What this task involves → Return all lines of the listing below that carry the word "declared".

Task inputs →
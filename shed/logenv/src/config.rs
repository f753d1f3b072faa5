/*
 * Copyright (c) Meta Platforms, Inc. and affiliates.
 *
 * This source code is licensed under both the MIT license found in the
 * LICENSE-MIT file in the root directory of this source tree and the Apache
 * License, Version 2.0 found in the LICENSE-APACHE file in the root directory
 * of this source tree.
 */

//! Logging configuration and environment selection

use gelf_client::GraylogConfig;
use serde::Deserialize;
use serde::Serialize;

use crate::errors::InitError;

/// The declared deployment environment, which selects how the logger is
/// built.
#[derive(Clone, Copy, Debug, Eq, PartialEq)]
pub enum Env {
    /// Local stream plus Graylog forwarding.
    Prod,
    /// Local stream plus Graylog forwarding.
    Staging,
    /// Local stream only.
    Dev,
    /// Output suitable for test harnesses, no remote forwarding.
    Test,
}

impl Env {
    /// The value used to tag records with the environment.
    pub fn name(self) -> &'static str {
        match self {
            Env::Prod => "production",
            Env::Staging => "staging",
            Env::Dev => "development",
            Env::Test => "test",
        }
    }
}

/// Everything needed to initialize logging for a process.
///
/// Absent values mean "use the default": an empty `hostname` falls back to
/// the system hostname, an empty `log_env_name` to `"env"`, and a zero
/// connection timeout to an unbounded connection attempt.
#[derive(Clone, Debug, Default, Deserialize, Serialize)]
#[serde(default)]
pub struct Config {
    /// Application name attached to every record under the `app` key; empty
    /// to omit.
    pub app_name: String,
    /// Declares the production environment.
    pub is_prod_env: bool,
    /// Declares the staging environment.
    pub is_staging_env: bool,
    /// Declares the development environment.
    pub is_dev_env: bool,
    /// Declares the test environment.
    pub is_test_env: bool,
    /// Connection parameters for the Graylog collector. Only used in
    /// production and staging.
    pub graylog: GraylogConfig,
    /// Overrides the hostname reported in records.
    pub hostname: String,
    /// Field name used to tag records with the environment.
    pub log_env_name: String,
}

impl Config {
    /// Convenience factory for automated tests: a default configuration with
    /// the test environment declared.
    pub fn new_default_test() -> Config {
        Config {
            is_test_env: true,
            ..Config::default()
        }
    }

    /// Determine the effective environment.
    ///
    /// Declaring more than one environment is rejected outright rather than
    /// resolved by precedence. With no environment declared only a test run
    /// may proceed, as a test environment; anything else is an ambiguous
    /// configuration the process should not start with.
    pub fn environment(&self, running_tests: bool) -> Result<Env, InitError> {
        let declared = [
            self.is_prod_env,
            self.is_staging_env,
            self.is_dev_env,
            self.is_test_env,
        ];
        if declared.iter().filter(|&&flag| flag).count() > 1 {
            return Err(InitError::MultipleEnvironments);
        }

        if self.is_prod_env {
            Ok(Env::Prod)
        } else if self.is_staging_env {
            Ok(Env::Staging)
        } else if self.is_dev_env {
            Ok(Env::Dev)
        } else if self.is_test_env || running_tests {
            Ok(Env::Test)
        } else {
            Err(InitError::NoEnvironment)
        }
    }
}

#[cfg(test)]
mod tests {
    use super::*;

    #[test]
    fn test_single_environment_selection() {
        let prod = Config {
            is_prod_env: true,
            ..Config::default()
        };
        assert_eq!(prod.environment(false).unwrap(), Env::Prod);

        let staging = Config {
            is_staging_env: true,
            ..Config::default()
        };
        assert_eq!(staging.environment(false).unwrap(), Env::Staging);

        let dev = Config {
            is_dev_env: true,
            ..Config::default()
        };
        assert_eq!(dev.environment(false).unwrap(), Env::Dev);
    }

    #[test]
    fn test_default_test_config() {
        let config = Config::new_default_test();
        assert_eq!(config.environment(false).unwrap(), Env::Test);
        assert!(!config.is_prod_env);
        assert!(!config.is_staging_env);
        assert!(!config.is_dev_env);
    }

    #[test]
    fn test_no_environment_follows_the_test_run() {
        let config = Config::default();
        assert_eq!(config.environment(true).unwrap(), Env::Test);
        assert_eq!(
            config.environment(false).unwrap_err().to_string(),
            "no env was explicity set, and not currently running tests"
        );
    }

    #[test]
    fn test_multiple_environments_rejected() {
        let config = Config {
            is_prod_env: true,
            is_staging_env: true,
            ..Config::default()
        };
        let err = config.environment(false).unwrap_err();
        assert_eq!(err.to_string(), "multiple environments selected");

        // Even a test run does not disambiguate an over-declared config.
        assert!(config.environment(true).is_err());
    }

    #[test]
    fn test_environment_names() {
        assert_eq!(Env::Prod.name(), "production");
        assert_eq!(Env::Staging.name(), "staging");
        assert_eq!(Env::Dev.name(), "development");
        assert_eq!(Env::Test.name(), "test");
    }

    #[test]
    fn test_missing_fields_deserialize_to_defaults() {
        let config: Config = serde_json::from_str(r#"{"is_dev_env": true}"#)
            .expect("failed to deserialize");
        assert_eq!(config.environment(false).unwrap(), Env::Dev);
        assert!(config.app_name.is_empty());
        assert!(config.graylog.address.is_empty());
        assert!(config.graylog.connection_timeout.is_zero());
    }
}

Answer section →
/// The declared deployment environment, which selects how the logger is
    /// the test environment declared.
    /// resolved by precedence. With no environment declared only a test run
        let declared = [
        if declared.iter().filter(|&&flag| flag).count() > 1 {
        // Even a test run does not disambiguate an over-declared config.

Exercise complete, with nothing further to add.